Coover’s narrator -- Gerald -- is attuned to the rhythms of human interaction to a degree that . . . well, one way to say it might be to think of how Henry James’ narrators handle consciousness and try to imagine that applied to furiously busy action and party conversation. In other words, Gerald’s consciousness is a fabric of what is happening at any moment, moving through the rooms of his house and the incidents occurring there in the chaos of the party as an ambulatory recording device never fully grasping or elucidating what is actually happening. It takes some getting used to, but my encounter with reading it had the effect of making life -- my own or some version thereof -- cognitively accessible to that manner of telling. It’s something that happens when reading DeLillo too, I’ve noticed: the way the world around one suddenly begins to “speak” with the voice of that kind of narrative.

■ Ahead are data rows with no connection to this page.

//! Process-wide owner of the conversation log.
//!
//! Wraps the log in a Mutex so concurrent requests append one at a time.
//! Every mutation is persisted while the lock is held, which keeps the
//! file in the same order as memory.

use std::sync::{Mutex, MutexGuard};

use tracing::{error, info};

use echo_core::types::{Message, Sender};

use crate::file::MemoryFile;
use crate::history::{append, recent_window};

/// Thread-safe, persisted message log.
///
/// The in-memory copy is authoritative: a failed write is logged by
/// `MemoryFile` and the log keeps the new entry for the rest of the process.
pub struct MemoryStore {
    log: Mutex<Vec<Message>>,
    file: MemoryFile,
}

impl MemoryStore {
    /// Load the log from `file` and take ownership of it.
    pub fn open(file: MemoryFile) -> Self {
        let log = file.load();
        info!(path = %file.path().display(), messages = log.len(), "Loaded messages from memory");
        Self {
            log: Mutex::new(log),
            file,
        }
    }

    /// Append one message, persist the log, and return the updated log.
    pub fn record(&self, sender: Sender, text: &str) -> Vec<Message> {
        let mut log = self.lock();
        *log = append(&log, sender, text);
        self.file.save(&log);
        log.clone()
    }

    /// Empty the log on disk and in memory.
    ///
    /// The in-memory log is emptied even when the file cannot be written.
    pub fn clear(&self) -> bool {
        let mut log = self.lock();
        let persisted = self.file.clear();
        log.clear();
        persisted
    }

    /// Copy of the full log, oldest first.
    pub fn snapshot(&self) -> Vec<Message> {
        self.lock().clone()
    }

    /// Copy of the trailing `count` messages.
    pub fn recent(&self, count: usize) -> Vec<Message> {
        recent_window(&self.lock(), count).to_vec()
    }

    pub fn len(&self) -> usize {
        self.lock().len()
    }

    pub fn is_empty(&self) -> bool {
        self.lock().is_empty()
    }

    pub fn file(&self) -> &MemoryFile {
        &self.file
    }

    fn lock(&self) -> MutexGuard<'_, Vec<Message>> {
        self.log.lock().unwrap_or_else(|poisoned| {
            error!("Memory log lock poisoned, recovering");
            poisoned.into_inner()
        })
    }
}
//! CLI argument definitions for the Echo relay.
//!
//! Uses `clap` with derive macros for ergonomic argument parsing.
//! Priority resolution: CLI args > env vars > config file > defaults.

use std::io::ErrorKind;
use std::path::{Path, PathBuf};

use clap::Parser;

use echo_core::config::EchoConfig;
use echo_core::error::EchoError;

/// Echo - a chat relay between a front-end and a local Ollama model.
#[derive(Parser, Debug, Default)]
#[command(name = "echo", version, about)]
pub struct CliArgs {
    /// Path to the configuration file.
    #[arg(short = 'c', long = "config")]
    pub config: Option<PathBuf>,

    /// API server port.
    #[arg(short = 'p', long = "port")]
    pub port: Option<u16>,

    /// Interface the API server binds to.
    #[arg(long = "host")]
    pub host: Option<String>,

    /// JSON file holding the conversation log.
    #[arg(short = 'm', long = "memory-file")]
    pub memory_file: Option<PathBuf>,

    /// Base URL of the Ollama server.
    #[arg(long = "ollama-url")]
    pub ollama_url: Option<String>,

    /// Ollama model tag.
    #[arg(long = "model")]
    pub model: Option<String>,

    /// Log level (trace, debug, info, warn, error).
    #[arg(short = 'l', long = "log-level")]
    pub log_level: Option<String>,

    /// Write the resolved configuration to the config path and exit.
    #[arg(long = "write-config")]
    pub write_config: bool,
}

/// Where the configuration came from.
///
/// Config is read before the tracing subscriber exists, so the outcome is
/// kept and logged once logging is up.
#[derive(Debug)]
pub enum ConfigSource {
    /// Parsed from the file.
    File,
    /// No file at the path; defaults in use.
    Missing,
    /// The file exists but could not be read or parsed; defaults in use.
    Invalid(EchoError),
}

/// Read the config file without logging.
pub fn load_config(path: &Path) -> (EchoConfig, ConfigSource) {
    match EchoConfig::load(path) {
        Ok(config) => (config, ConfigSource::File),
        Err(EchoError::Io(e)) if e.kind() == ErrorKind::NotFound => {
            (EchoConfig::default(), ConfigSource::Missing)
        }
        Err(e) => (EchoConfig::default(), ConfigSource::Invalid(e)),
    }
}

impl CliArgs {
    /// Resolve the configuration file path.
    ///
    /// Priority: --config flag > ECHO_CONFIG env var > ~/.echo/config.toml.
    pub fn resolve_config_path(&self) -> PathBuf {
        if let Some(ref p) = self.config {
            return p.clone();
        }
        if let Ok(p) = std::env::var("ECHO_CONFIG") {
            return PathBuf::from(p);
        }
        default_config_path()
    }

    /// Resolve the API server port.
    ///
    /// Priority: --port flag > PORT env var > config file value.
    pub fn resolve_port(&self, config_port: u16) -> u16 {
        let env_port = std::env::var("PORT").ok().and_then(|v| v.parse::<u16>().ok());
        self.port.or(env_port).unwrap_or(config_port)
    }

    /// Priority: --ollama-url flag > OLLAMA_URL env var > config file value.
    pub fn resolve_ollama_url(&self, config_url: &str) -> String {
        pick(self.ollama_url.as_deref(), env_var("OLLAMA_URL"), config_url)
    }

    /// Priority: --model flag > OLLAMA_MODEL env var > config file value.
    pub fn resolve_model(&self, config_model: &str) -> String {
        pick(self.model.as_deref(), env_var("OLLAMA_MODEL"), config_model)
    }

    /// Priority: --memory-file flag > ECHO_MEMORY_FILE env var > config file value.
    pub fn resolve_memory_file(&self, config_path: &str) -> String {
        let flag = self
            .memory_file
            .as_ref()
            .map(|p| p.to_string_lossy().to_string());
        pick(flag.as_deref(), env_var("ECHO_MEMORY_FILE"), config_path)
    }

    /// Priority: --host flag > config file value.
    pub fn resolve_host(&self, config_host: &str) -> String {
        pick(self.host.as_deref(), None, config_host)
    }

    /// Priority: --log-level flag > config file value.
    pub fn resolve_log_level(&self, config_level: &str) -> String {
        pick(self.log_level.as_deref(), None, config_level)
    }

    /// Fold every override into a loaded config.
    pub fn apply(&self, config: &mut EchoConfig) {
        config.server.port = self.resolve_port(config.server.port);
        config.server.host = self.resolve_host(&config.server.host);
        config.inference.url = self.resolve_ollama_url(&config.inference.url);
        config.inference.model = self.resolve_model(&config.inference.model);
        config.memory.path = self.resolve_memory_file(&config.memory.path);
        config.general.log_level = self.resolve_log_level(&config.general.log_level);
    }
}

/// Non-empty value of an environment variable.
fn env_var(name: &str) -> Option<String> {
    std::env::var(name).ok().filter(|v| !v.trim().is_empty())
}

fn pick(flag: Option<&str>, env: Option<String>, config: &str) -> String {
    match (flag, env) {
        (Some(f), _) => f.to_string(),
        (None, Some(e)) => e,
        (None, None) => config.to_string(),
    }
}

/// Default config file path for the current platform.
fn default_config_path() -> PathBuf {
    #[cfg(target_os = "windows")]
    if let Ok(home) = std::env::var("USERPROFILE") {
        return PathBuf::from(home).join(".echo").join("config.toml");
    }
    #[cfg(not(target_os = "windows"))]
    if let Ok(home) = std::env::var("HOME") {
        return PathBuf::from(home).join(".echo").join("config.toml");
    }
    PathBuf::from("config.toml")
}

“What had he said? ‘It was as if the very geography of the world had shifted.’ Yes, ‘something anarchical and dangerous’ -- it was coming back to me.”
Anarchical and dangerous, yes, that’s the feel of the party, which devolves upon the role we so often play in this world, that of spectator, or audience, or reader, or observer of the pageant, the play, the drama, the ritual, inevitably the dance of death that keeps us, well, nothing if not attentive . . . and apprehensive, and maybe responsive and at times depressed, amused, indifferent, and so on, much like our experience of the party and the investigation. (The brilliance of the murder plot is in the fact that it’s unresolvable -- like any act of ‘blame’ for death -- but also in the fact that, as staged so familiarly in any number of entertainments, it always implicates everyone present (including the reader) in the roles -- or let’s say acts -- of victim and murderer.)

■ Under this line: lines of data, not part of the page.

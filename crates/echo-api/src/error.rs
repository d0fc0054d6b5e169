//! API error types and JSON error response formatting.
//!
//! ApiError maps chat failures to HTTP status codes and the small JSON
//! bodies front-ends expect: `{"error": ...}` plus `details` for backend
//! failures.

use axum::http::StatusCode;
use axum::response::{IntoResponse, Response};
use axum::Json;
use serde::{Deserialize, Serialize};

use echo_chat::ChatError;

/// JSON error response body.
#[derive(Debug, Serialize, Deserialize)]
pub struct ErrorBody {
    /// Short human-readable error.
    pub error: String,
    /// Raw backend output, present only on 502 responses.
    #[serde(skip_serializing_if = "Option::is_none")]
    pub details: Option<String>,
}

/// API error type that maps to HTTP status codes and JSON responses.
#[derive(Debug)]
pub enum ApiError {
    /// 400 Bad Request - missing or invalid input.
    BadRequest(String),
    /// 502 Bad Gateway - the inference backend failed.
    BadGateway { error: String, details: String },
    /// 500 Internal Server Error - anything else. The message is logged only.
    Internal(String),
}

impl IntoResponse for ApiError {
    fn into_response(self) -> Response {
        let (status, body) = match self {
            ApiError::BadRequest(error) => (
                StatusCode::BAD_REQUEST,
                ErrorBody {
                    error,
                    details: None,
                },
            ),
            ApiError::BadGateway { error, details } => (
                StatusCode::BAD_GATEWAY,
                ErrorBody {
                    error,
                    details: Some(details),
                },
            ),
            ApiError::Internal(msg) => {
                tracing::error!(error = %msg, "Server error");
                (
                    StatusCode::INTERNAL_SERVER_ERROR,
                    ErrorBody {
                        error: "Server error".to_string(),
                        details: None,
                    },
                )
            }
        };

        (status, Json(body)).into_response()
    }
}

impl From<ChatError> for ApiError {
    fn from(err: ChatError) -> Self {
        match err {
            ChatError::Validation(_) => ApiError::BadRequest("Invalid message".to_string()),
            ChatError::Upstream { body, .. } => ApiError::BadGateway {
                error: "Ollama chat failed".to_string(),
                details: body,
            },
            ChatError::MalformedResponse(msg) => ApiError::BadGateway {
                error: "Ollama chat failed".to_string(),
                details: msg,
            },
            other => ApiError::Internal(other.to_string()),
        }
    }
}
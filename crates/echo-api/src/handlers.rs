//! Route handler functions for all API endpoints.

use axum::extract::rejection::JsonRejection;
use axum::extract::{Query, State};
use axum::Json;
use serde::{Deserialize, Serialize};

use echo_core::types::Message;

use crate::error::ApiError;
use crate::state::AppState;

// =============================================================================
// Query parameter types
// =============================================================================

#[derive(Debug, Deserialize)]
pub struct HistoryParams {
    /// Return only the trailing `limit` messages.
    pub limit: Option<usize>,
}

// =============================================================================
// Request / response types
// =============================================================================

/// Body of POST /api/chat.
///
/// `message` is kept as raw JSON so a missing or non-string value can be
/// reported as a 400 instead of axum's default rejection.
#[derive(Debug, Deserialize)]
pub struct ChatBody {
    #[serde(default)]
    pub message: serde_json::Value,
}

#[derive(Debug, Serialize, Deserialize)]
pub struct ChatResponse {
    pub reply: String,
}

#[derive(Debug, Serialize, Deserialize)]
pub struct ClearResponse {
    pub ok: bool,
    pub message: String,
}

#[derive(Debug, Serialize, Deserialize)]
pub struct HealthResponse {
    pub ok: bool,
    pub model: String,
}

// =============================================================================
// Handler functions
// =============================================================================

/// GET / - plain-text banner so a browser hitting the port sees something.
pub async fn root() -> &'static str {
    "Echo backend is running. API at /api/chat and /api/history"
}

/// GET /api/health - liveness probe.
pub async fn health(State(state): State<AppState>) -> Json<HealthResponse> {
    Json(HealthResponse {
        ok: true,
        model: state.relay.model().to_string(),
    })
}

/// GET /api/history - the persisted log, optionally only its tail.
pub async fn history(
    State(state): State<AppState>,
    Query(params): Query<HistoryParams>,
) -> Json<Vec<Message>> {
    match params.limit {
        Some(limit) => Json(state.relay.recent(limit)),
        None => Json(state.relay.history()),
    }
}

/// POST /api/memory/clear - empty the persisted log.
pub async fn clear_memory(State(state): State<AppState>) -> Json<ClearResponse> {
    state.relay.clear();
    Json(ClearResponse {
        ok: true,
        message: "Memory cleared".to_string(),
    })
}

/// POST /api/chat - run one chat turn.
pub async fn chat(
    State(state): State<AppState>,
    payload: Result<Json<ChatBody>, JsonRejection>,
) -> Result<Json<ChatResponse>, ApiError> {
    let message = match payload {
        Ok(Json(body)) => match body.message {
            serde_json::Value::String(text) => text,
            _ => return Err(ApiError::BadRequest("Invalid message".to_string())),
        },
        Err(rejection) => {
            tracing::debug!(error = %rejection, "Rejected chat body");
            return Err(ApiError::BadRequest("Invalid message".to_string()));
        }
    };

    let reply = state.relay.handle_turn(&message).await?;
    Ok(Json(ChatResponse { reply }))
}
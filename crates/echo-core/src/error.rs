use thiserror::Error;

/// Top-level error type for the Echo system.
///
/// Subsystem crates keep their own error enums and convert into this one
/// where a failure crosses a crate boundary.
#[derive(Debug, Error)]
#[non_exhaustive]
pub enum EchoError {
    #[error("Configuration error: {0}")]
    Config(String),

    #[error("API error: {0}")]
    Api(String),

    #[error("I/O error: {0}")]
    Io(#[from] std::io::Error),

    #[error("Serialization error: {0}")]
    Serialization(String),
}

impl From<toml::de::Error> for EchoError {
    fn from(err: toml::de::Error) -> Self {
        EchoError::Config(err.to_string())
    }
}

impl From<toml::ser::Error> for EchoError {
    fn from(err: toml::ser::Error) -> Self {
        EchoError::Config(err.to_string())
    }
}

impl From<serde_json::Error> for EchoError {
    fn from(err: serde_json::Error) -> Self {
        EchoError::Serialization(err.to_string())
    }
}

/// A specialized `Result` type for Echo operations.
pub type Result<T> = std::result::Result<T, EchoError>;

“To be a member of the audience, then (so many thoughts, one after another, I staggered on, feeling myself consumed by my own consciousness), was a form of martyrdom . . . .”

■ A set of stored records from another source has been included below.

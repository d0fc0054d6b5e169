//! Echo application binary - composition root.
//!
//! 1. Resolve configuration (CLI > env > TOML > defaults) and install tracing
//! 2. Load the conversation log from its JSON file
//! 3. Connect the Ollama backend
//! 4. Start the axum API server

mod cli;

use std::sync::Arc;

use clap::Parser;

use echo_api::AppState;
use echo_chat::{ChatRelay, OllamaBackend};
use echo_storage::{MemoryFile, MemoryStore};

use cli::{load_config, CliArgs, ConfigSource};

#[tokio::main]
async fn main() -> Result<(), Box<dyn std::error::Error>> {
    let args = CliArgs::parse();

    // Config. Read before tracing exists; the outcome is logged below.
    let config_file = args.resolve_config_path();
    let (mut config, source) = load_config(&config_file);
    args.apply(&mut config);

    // Tracing. RUST_LOG wins over --log-level, which wins over the file.
    tracing_subscriber::fmt()
        .with_env_filter(
            tracing_subscriber::EnvFilter::try_from_default_env()
                .unwrap_or_else(|_| tracing_subscriber::EnvFilter::new(&config.general.log_level)),
        )
        .init();

    tracing::info!("Starting Echo v{}", env!("CARGO_PKG_VERSION"));
    match &source {
        ConfigSource::File => {
            tracing::info!(path = %config_file.display(), "Configuration loaded")
        }
        ConfigSource::Missing => {
            tracing::info!(path = %config_file.display(), "No config file, using defaults")
        }
        ConfigSource::Invalid(e) => tracing::warn!(
            path = %config_file.display(),
            error = %e,
            "Failed to load config, using defaults"
        ),
    }

    if args.write_config {
        if let ConfigSource::Invalid(_) = source {
            return Err(format!(
                "refusing to overwrite unreadable config at {}",
                config_file.display()
            )
            .into());
        }
        config.save(&config_file)?;
        return Ok(());
    }

    // Memory.
    let store = Arc::new(MemoryStore::open(MemoryFile::new(&config.memory.path)));

    // Inference backend.
    let backend = OllamaBackend::new(&config.inference)?;
    match backend.health_check().await {
        Ok(()) => tracing::info!(
            url = backend.base_url(),
            model = %config.inference.model,
            "Ollama reachable"
        ),
        Err(e) => tracing::warn!(
            url = backend.base_url(),
            error = %e,
            "Ollama not reachable yet, chat turns will fail until it is"
        ),
    }

    let relay = ChatRelay::new(store, Arc::new(backend), config.chat.clone());
    let state = AppState::new(relay);

    echo_api::start_server(&config.server, state).await?;

    Ok(())
}
//! Pure operations over an in-memory message log.

use echo_core::types::{Message, Sender};

/// Window size used when a caller does not pick one.
pub const DEFAULT_RECENT_COUNT: usize = 10;

/// Return a new log with one message appended, stamped with the current time.
///
/// The input slice is left untouched.
pub fn append(log: &[Message], sender: Sender, text: &str) -> Vec<Message> {
    let mut next = Vec::with_capacity(log.len() + 1);
    next.extend_from_slice(log);
    next.push(Message::now(sender, text));
    next
}

/// The trailing `count` messages of `log`, oldest first.
///
/// Returns the whole log when it is shorter than `count`.
pub fn recent_window(log: &[Message], count: usize) -> &[Message] {
    &log[log.len().saturating_sub(count)..]
}
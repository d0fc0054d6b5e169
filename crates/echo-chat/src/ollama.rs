//! Ollama chat API client.

use std::time::Duration;

use async_trait::async_trait;

use echo_core::config::InferenceConfig;

use crate::backend::InferenceBackend;
use crate::error::ChatError;
use crate::types::{ChatReply, ChatRequest};

/// `InferenceBackend` over Ollama's `/api/chat` endpoint.
pub struct OllamaBackend {
    client: reqwest::Client,
    base_url: String,
    model: String,
    timeout: Duration,
}

impl OllamaBackend {
    /// Build a client from the inference section of the config.
    ///
    /// Every request is bounded by `timeout_secs`.
    pub fn new(config: &InferenceConfig) -> Result<Self, ChatError> {
        let timeout = Duration::from_secs(config.timeout_secs);
        let client = reqwest::Client::builder()
            .timeout(timeout)
            .build()
            .map_err(|e| ChatError::Internal(format!("failed to build HTTP client: {}", e)))?;

        Ok(Self {
            client,
            base_url: config.url.trim_end_matches('/').to_string(),
            model: config.model.clone(),
            timeout,
        })
    }

    pub fn base_url(&self) -> &str {
        &self.base_url
    }

    /// Check that the Ollama server answers at all.
    pub async fn health_check(&self) -> Result<(), ChatError> {
        let url = format!("{}/api/tags", self.base_url);
        let response = self
            .client
            .get(&url)
            .send()
            .await
            .map_err(|e| self.transport_error(e))?;

        if !response.status().is_success() {
            let status = response.status().as_u16();
            let body = response.text().await.unwrap_or_default();
            return Err(ChatError::Upstream { status, body });
        }
        Ok(())
    }

    fn transport_error(&self, err: reqwest::Error) -> ChatError {
        if err.is_timeout() {
            ChatError::Transport(format!(
                "Ollama did not answer within {}s",
                self.timeout.as_secs()
            ))
        } else if err.is_connect() {
            ChatError::Transport(format!("Ollama server not reachable at {}", self.base_url))
        } else {
            ChatError::from(err)
        }
    }
}

#[async_trait]
impl InferenceBackend for OllamaBackend {
    async fn chat(&self, request: &ChatRequest) -> Result<String, ChatError> {
        let url = format!("{}/api/chat", self.base_url);
        tracing::debug!(url = %url, messages = request.messages.len(), "Sending chat request");

        let response = self
            .client
            .post(&url)
            .json(request)
            .send()
            .await
            .map_err(|e| self.transport_error(e))?;

        let status = response.status();
        let body = response.text().await.map_err(|e| self.transport_error(e))?;

        if !status.is_success() {
            return Err(ChatError::Upstream {
                status: status.as_u16(),
                body,
            });
        }

        parse_reply(&body)
    }

    fn model(&self) -> &str {
        &self.model
    }
}

/// Extract the reply text from a `/api/chat` response body.
///
/// Anything other than `{"message": {"content": <string>}}` is rejected.
pub fn parse_reply(body: &str) -> Result<String, ChatError> {
    serde_json::from_str::<ChatReply>(body)
        .map(|reply| reply.message.content)
        .map_err(|e| ChatError::MalformedResponse(e.to_string()))
}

Once again I find myself thinking of Joyce's phrase "cruelfiction" as a sense that fiction at this level is a crucifixion, which is to say it partakes of the religious purpose of theater (the death of the god for the sake of the audience who are in turn martyred for the sake of ritual enactment), much as the ritual purpose of sex is always "a death" that denies death. And Coover grasps better than most the feeling that no two people having sex are only or merely two people having sex, but are rather enactments of a human, perhaps even a metaphysical, condition.
"Central to the art of love, I knew [...] as to the art of theater, was the essential fusion of process and product, an acknowledgment of the inherent doubleness -- one's particularity, one' s universality, one's self, one's persona -- of the actor/lover." Say as well "of the act (art) of reading/writing."